Good Morning Gentle Readers,
Probably means I'm some kind of new age hippie psychobabble gobbling granola eating dope smoking freak but I kind of like this.
I usually take Jake to the bus and go on with the dogs for my morning constitutional. This morning I remember absent-mindedly grabbing one of the House Blond's hair bands off the seat of the truck and flipping my hair into a pony tail.
Jake: Dad, is that a pony tail? [grins]
TWC: Yeah [turns red]
Jake: Is that the one from the garage?**
TWC: No, don't be nutty.
Jake: Hippie. [TWC doesn't know what to make of this]
TWC: Yeah. I 'spose.
Jake: Dad, that is so cool. [TWC brightens at the approval then wonders what, exactly, is wrong with this picture]

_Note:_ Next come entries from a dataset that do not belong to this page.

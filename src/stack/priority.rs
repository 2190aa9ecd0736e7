//! Priority-based stack.
//!
//! Abilities are pushed onto a stack and resolve in LIFO order.
//! Players pass priority in turn order; when all pass, the top
//! of the stack resolves.

use serde::{Deserialize, Serialize};
use tracing::debug;

use crate::abilities::{Ability, AbilityState};
use crate::core::PlayerId;
use crate::triggers::GameEvent;

/// Unique identifier for a stack entry.
#[derive(Clone, Copy, Debug, PartialEq, Eq, Hash, Serialize, Deserialize)]
pub struct StackEntryId(pub u32);

impl StackEntryId {
    /// Create a new stack entry ID.
    #[must_use]
    pub const fn new(id: u32) -> Self {
        Self(id)
    }

    /// Get the raw ID value.
    #[must_use]
    pub const fn raw(self) -> u32 {
        self.0
    }
}

impl std::fmt::Display for StackEntryId {
    fn fmt(&self, f: &mut std::fmt::Formatter<'_>) -> std::fmt::Result {
        write!(f, "StackEntry({})", self.0)
    }
}

/// An ability on the stack.
#[derive(Clone, Debug)]
pub struct StackEntry {
    /// Unique identifier for this entry.
    pub id: StackEntryId,

    /// The stack's own copy of the ability, targets chosen.
    pub ability: Ability,

    /// Who controls this entry (makes choices, gets priority after).
    pub controller: PlayerId,

    /// Where this occurrence is in its lifecycle.
    pub state: AbilityState,

    /// The event that triggered it, if any.
    pub event: Option<GameEvent>,
}

/// Priority-based stack.
///
/// 1. Abilities are pushed onto the stack
/// 2. Their controller gets priority
/// 3. Players pass priority in turn order
/// 4. When all players pass in sequence, top of stack resolves
/// 5. After resolution, the resolved entry's controller gets priority again
/// 6. Repeat until stack is empty
///
/// ## N-Player Support
///
/// Priority passes in player order (0 → 1 → 2 → ... → 0).
/// All players must pass consecutively for resolution to occur.
#[derive(Clone, Debug)]
pub struct PriorityStack {
    /// The stack (index 0 = bottom, last = top).
    entries: Vec<StackEntry>,

    /// Player who currently has priority.
    current_priority: PlayerId,

    /// Players who have passed since the last push or resolution.
    /// When this equals player_count, the top resolves.
    consecutive_passes: usize,

    /// Total player count.
    player_count: usize,

    /// Next stack entry ID.
    next_id: u32,
}

impl PriorityStack {
    /// Create a new priority stack for the given number of players.
    ///
    /// Priority starts with player 0.
    #[must_use]
    pub fn new(player_count: usize) -> Self {
        assert!(player_count > 0, "Must have at least 1 player");
        Self {
            entries: Vec::new(),
            current_priority: PlayerId::new(0),
            consecutive_passes: 0,
            player_count,
            next_id: 0,
        }
    }

    /// Number of entries on the stack.
    #[must_use]
    pub fn len(&self) -> usize {
        self.entries.len()
    }

    #[must_use]
    pub fn is_empty(&self) -> bool {
        self.entries.is_empty()
    }

    /// Peek at the top of the stack without removing it.
    #[must_use]
    pub fn peek_top(&self) -> Option<&StackEntry> {
        self.entries.last()
    }

    /// Get all entries on the stack (bottom to top).
    #[must_use]
    pub fn entries(&self) -> &[StackEntry] {
        &self.entries
    }

    /// Put an ability on the stack.
    ///
    /// This resets the pass counter and gives its controller priority.
    pub fn push(&mut self, ability: Ability, event: Option<GameEvent>) -> StackEntryId {
        let id = StackEntryId::new(self.next_id);
        self.next_id += 1;

        let controller = ability.controller_id;
        debug!(entry = %id, source = %ability.source_id, ability = %ability.id, "pushed onto stack");
        self.entries.push(StackEntry {
            id,
            ability,
            controller,
            state: AbilityState::Triggered,
            event,
        });

        self.consecutive_passes = 0;
        self.current_priority = controller;
        id
    }

    /// Player passes priority.
    ///
    /// Returns `true` if all players have now passed (stack should resolve).
    pub fn pass(&mut self, player: PlayerId) -> bool {
        if player != self.current_priority {
            return false;
        }

        self.consecutive_passes += 1;

        if self.all_passed() {
            true
        } else {
            self.advance_priority();
            false
        }
    }

    /// Have all players passed in sequence?
    #[must_use]
    pub fn all_passed(&self) -> bool {
        self.consecutive_passes >= self.player_count
    }

    /// Remove the top entry for resolution.
    ///
    /// Resets passes and gives priority to the entry's controller.
    pub fn pop_top(&mut self) -> Option<StackEntry> {
        let mut entry = self.entries.pop()?;
        entry.state = AbilityState::Resolving;

        self.consecutive_passes = 0;
        self.current_priority = entry.controller;
        Some(entry)
    }

    /// Get the player who currently has priority, or `None` when the stack
    /// is empty.
    #[must_use]
    pub fn priority_player(&self) -> Option<PlayerId> {
        if self.entries.is_empty() {
            None
        } else {
            Some(self.current_priority)
        }
    }

    /// Advance priority to the next player.
    fn advance_priority(&mut self) {
        let next = (self.current_priority.0 as usize + 1) % self.player_count;
        self.current_priority = PlayerId::new(next as u8);
    }
}
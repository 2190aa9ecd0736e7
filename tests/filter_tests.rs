//! Filter property tests.
//!
//! Random boards and random predicate lists: a filter is the AND of its
//! predicates, and a cloned filter behaves exactly like its original even
//! after the clone is changed.

use proptest::prelude::*;

use ccg_rules::cards::{CardType, Subtype};
use ccg_rules::core::{EntityId, GameConfig, GameState, PlayerId, Zone};
use ccg_rules::filter::{Filter, FilterContext, Predicate, TargetController};
use ccg_rules::mana::ManaColor;
use ccg_rules::sets::basics::{forest, grizzly_bears, hill_giant, mountain};
use ccg_rules::sets::{murk_strider, wars_toll};

const ZONES: [Zone; 4] = [Zone::Battlefield, Zone::Hand, Zone::Graveyard, Zone::Exile];

fn build_board(cards: &[(u8, u8, bool, usize)]) -> (GameState, Vec<EntityId>) {
    let mut state = GameState::new(&GameConfig::new(3));
    let defs = [forest(), mountain(), grizzly_bears(), hill_giant(), wars_toll(), murk_strider()];
    let ids = cards
        .iter()
        .map(|&(kind, owner, tapped, zone)| {
            let id = state.create_card(&defs[kind as usize % defs.len()], PlayerId::new(owner), ZONES[zone]);
            if tapped {
                state.tap(id);
            }
            id
        })
        .collect();
    (state, ids)
}

fn controller() -> impl Strategy<Value = TargetController> {
    prop_oneof![
        Just(TargetController::You),
        Just(TargetController::Opponent),
        Just(TargetController::NotYou),
        Just(TargetController::Any),
    ]
}

fn predicate() -> impl Strategy<Value = Predicate> {
    prop_oneof![
        prop_oneof![
            Just(CardType::Creature),
            Just(CardType::Land),
            Just(CardType::Enchantment)
        ]
        .prop_map(Predicate::CardType),
        Just(Predicate::Subtype(Subtype::new("Bear"))),
        prop_oneof![Just(ManaColor::Red), Just(ManaColor::Green), Just(ManaColor::Blue)].prop_map(Predicate::Color),
        Just(Predicate::Colorless),
        controller().prop_map(Predicate::Controller),
        (0u8..3).prop_map(|p| Predicate::ControllerId(PlayerId::new(p))),
        controller().prop_map(Predicate::Owner),
        (0u8..3).prop_map(|p| Predicate::OwnerId(PlayerId::new(p))),
        any::<bool>().prop_map(Predicate::Tapped),
        Just(Predicate::Another),
        prop_oneof![Just(Zone::Battlefield), Just(Zone::Exile)].prop_map(Predicate::InZone),
    ]
}

fn filter() -> impl Strategy<Value = Filter> {
    (any::<bool>(), prop::collection::vec(predicate(), 0..4)).prop_map(|(permanent, predicates)| {
        let mut filter = if permanent {
            Filter::permanent("test permanents")
        } else {
            Filter::card("test cards")
        };
        for p in predicates {
            filter.add(p);
        }
        filter
    })
}

fn board() -> impl Strategy<Value = Vec<(u8, u8, bool, usize)>> {
    prop::collection::vec((0u8..6, 0u8..3, any::<bool>(), 0usize..ZONES.len()), 1..12)
}

fn matching(filter: &Filter, ctx: &FilterContext, state: &GameState, ids: &[EntityId]) -> Vec<EntityId> {
    ids.iter()
        .copied()
        .filter(|&id| filter.matches(state.card(id).unwrap(), ctx, state))
        .collect()
}

proptest! {
    /// Property: a clone selects exactly what the original selects.
    #[test]
    fn prop_clone_matches_like_original(cards in board(), filter in filter(), you in 0u8..3) {
        let (state, ids) = build_board(&cards);
        let ctx = FilterContext::new(PlayerId::new(you), ids[0]);

        let copy = filter.clone();
        prop_assert_eq!(&copy, &filter);
        prop_assert_eq!(
            matching(&copy, &ctx, &state, &ids),
            matching(&filter, &ctx, &state, &ids)
        );
    }

    /// Property: changing a clone never changes the original.
    #[test]
    fn prop_clone_is_independent(cards in board(), filter in filter(), extra in predicate()) {
        let (state, ids) = build_board(&cards);
        let ctx = FilterContext::new(PlayerId::new(0), ids[0]);
        let before = matching(&filter, &ctx, &state, &ids);
        let len = filter.predicates().len();

        let mut copy = filter.clone();
        copy.add(extra);
        copy.set_message("changed");

        prop_assert_eq!(filter.predicates().len(), len);
        prop_assert_ne!(filter.message(), "changed");
        prop_assert_eq!(matching(&filter, &ctx, &state, &ids), before);
    }

    /// Property: a filter matches exactly when each predicate does.
    #[test]
    fn prop_filter_is_conjunction(cards in board(), filter in filter(), you in 0u8..3) {
        let (state, ids) = build_board(&cards);
        let ctx = FilterContext::new(PlayerId::new(you), ids[0]);

        for &id in &ids {
            let card = state.card(id).unwrap();
            let in_domain = filter.domain() == ccg_rules::filter::FilterDomain::Card
                || card.zone == Zone::Battlefield;
            let every = filter.predicates().iter().all(|p| p.matches(card, &ctx, &state));
            prop_assert_eq!(filter.matches(card, &ctx, &state), in_domain && every);
        }
    }

    /// Property: adding a predicate can only narrow the selection.
    #[test]
    fn prop_adding_predicate_narrows(cards in board(), filter in filter(), extra in predicate()) {
        let (state, ids) = build_board(&cards);
        let ctx = FilterContext::new(PlayerId::new(1), ids[0]);

        let wide = matching(&filter, &ctx, &state, &ids);
        let narrow = matching(&filter.clone().with(extra), &ctx, &state, &ids);
        prop_assert!(narrow.iter().all(|id| wide.contains(id)));
    }
}

/// Active permanents drop objects of players who left the game.
#[test]
fn test_active_permanents_skip_departed_players() {
    let (mut state, ids) = build_board(&[(2, 0, false, 0), (2, 1, false, 0), (2, 2, false, 0)]);
    let creatures = Filter::creature_permanent("creatures");
    let ctx = FilterContext::new(PlayerId::new(0), ids[0]);

    assert_eq!(state.active_permanents(&creatures, &ctx), ids);

    state.players[PlayerId::new(2)].leave();
    assert_eq!(state.active_permanents(&creatures, &ctx), ids[..2].to_vec());
}

/// "Opponent" is relative to the ability's controller.
#[test]
fn test_opponent_is_relative_to_controller() {
    let (state, ids) = build_board(&[(0, 0, false, 0), (0, 1, false, 0), (0, 2, false, 0)]);
    let lands = Filter::land_permanent("an opponent's land").with(Predicate::Controller(TargetController::Opponent));

    let from_0 = FilterContext::new(PlayerId::new(0), EntityId::UNBOUND);
    let from_1 = FilterContext::new(PlayerId::new(1), EntityId::UNBOUND);

    assert_eq!(state.active_permanents(&lands, &from_0), vec![ids[1], ids[2]]);
    assert_eq!(state.active_permanents(&lands, &from_1), vec![ids[0], ids[2]]);
}
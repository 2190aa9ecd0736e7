//! Trigger conditions of triggered abilities.
//!
//! A `Trigger` says which event type it listens for, whether a given event
//! of that type qualifies, and what to record in the effects' target
//! pointers when it does.

use super::event::{EventType, GameEvent};
use crate::abilities::Ability;
use crate::core::{EntityId, GameState};
use crate::effects::{SetTargetPointer, TargetPointer};
use crate::filter::{Filter, FilterContext};

/// The trigger condition of a triggered ability.
pub trait Trigger: std::fmt::Debug + Send + Sync {
    /// The only event type this trigger can fire on.
    fn event_type(&self) -> EventType;

    /// Does `event` fire `ability`? Must not mutate anything.
    fn check(&self, event: &GameEvent, ability: &Ability, state: &GameState) -> bool;

    /// Target pointer to record in the ability's effects, or `None` to
    /// leave them reading the ability's chosen targets.
    fn bind(&self, event: &GameEvent, state: &GameState) -> Option<TargetPointer>;

    /// Rules text of the condition, e.g. "Whenever an opponent taps a land for mana".
    fn text(&self) -> String;

    fn clone_box(&self) -> Box<dyn Trigger>;
}

impl Clone for Box<dyn Trigger> {
    fn clone(&self) -> Self {
        self.clone_box()
    }
}

/// Shared check for the "whenever a permanent matching F does X" triggers.
fn subject_matches(filter: &Filter, event: &GameEvent, ability: &Ability, state: &GameState) -> bool {
    state
        .card(event.target_id)
        .is_some_and(|subject| filter.matches(subject, &FilterContext::of(ability), state))
}

/// Shared binding for SetTargetPointer policies.
fn bind_subject(policy: SetTargetPointer, event: &GameEvent, state: &GameState) -> Option<TargetPointer> {
    match policy {
        SetTargetPointer::None => None,
        SetTargetPointer::Permanent => Some(TargetPointer::object(event.target_id, state)),
        SetTargetPointer::Player => {
            let controller = state
                .card(event.target_id)
                .map(|subject| subject.controller)
                .or(event.player_id)?;
            Some(TargetPointer::fixed(EntityId::player(controller)))
        }
    }
}

/// "Whenever [a permanent matching filter] is tapped for mana".
#[derive(Clone, Debug)]
pub struct TapForManaAllTrigger {
    pub filter: Filter,
    pub set_target_pointer: SetTargetPointer,
}

impl TapForManaAllTrigger {
    #[must_use]
    pub fn new(filter: Filter, set_target_pointer: SetTargetPointer) -> Self {
        Self {
            filter,
            set_target_pointer,
        }
    }
}

impl Trigger for TapForManaAllTrigger {
    fn event_type(&self) -> EventType {
        EventType::TappedForMana
    }

    fn check(&self, event: &GameEvent, ability: &Ability, state: &GameState) -> bool {
        subject_matches(&self.filter, event, ability, state)
    }

    fn bind(&self, event: &GameEvent, state: &GameState) -> Option<TargetPointer> {
        bind_subject(self.set_target_pointer, event, state)
    }

    fn text(&self) -> String {
        format!("Whenever {} for mana", self.filter.message())
    }

    fn clone_box(&self) -> Box<dyn Trigger> {
        Box::new(self.clone())
    }
}

/// "Whenever [a creature matching filter] attacks".
#[derive(Clone, Debug)]
pub struct AttacksAllTrigger {
    pub filter: Filter,
    pub set_target_pointer: SetTargetPointer,
}

impl AttacksAllTrigger {
    #[must_use]
    pub fn new(filter: Filter, set_target_pointer: SetTargetPointer) -> Self {
        Self {
            filter,
            set_target_pointer,
        }
    }
}

impl Trigger for AttacksAllTrigger {
    fn event_type(&self) -> EventType {
        EventType::AttackerDeclared
    }

    fn check(&self, event: &GameEvent, ability: &Ability, state: &GameState) -> bool {
        subject_matches(&self.filter, event, ability, state)
    }

    fn bind(&self, event: &GameEvent, state: &GameState) -> Option<TargetPointer> {
        bind_subject(self.set_target_pointer, event, state)
    }

    fn text(&self) -> String {
        format!("Whenever a {} attacks", self.filter.message())
    }

    fn clone_box(&self) -> Box<dyn Trigger> {
        Box::new(self.clone())
    }
}

/// "When this enters the battlefield".
#[derive(Clone, Debug, Default)]
pub struct EntersBattlefieldTrigger;

impl Trigger for EntersBattlefieldTrigger {
    fn event_type(&self) -> EventType {
        EventType::EnteredBattlefield
    }

    fn check(&self, event: &GameEvent, ability: &Ability, _state: &GameState) -> bool {
        event.target_id == ability.source_id
    }

    fn bind(&self, _event: &GameEvent, _state: &GameState) -> Option<TargetPointer> {
        None
    }

    fn text(&self) -> String {
        "When this enters the battlefield".to_string()
    }

    fn clone_box(&self) -> Box<dyn Trigger> {
        Box::new(self.clone())
    }
}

TWC: [feeling twenty years younger] Walks an extra mile out into the ever golden hills that lie baking in the hot August sun, past the green of the creek bottom, past where the guy's red Toyota truck plunged to its death ala Twilight Zone.
So, there you have it.
**UPDATE: Years ago TWC hacked off his pony tail and stapled it to the wall in the garage. With the pony tail band still attached. Mrs TWC thought this might be evidence of instability. After they realized that it wasn't a small animal, my kids thought it was kind of interesting.
As Kenny G (not that Kenny G) used to regularly opine, context is everything. I blame the wine.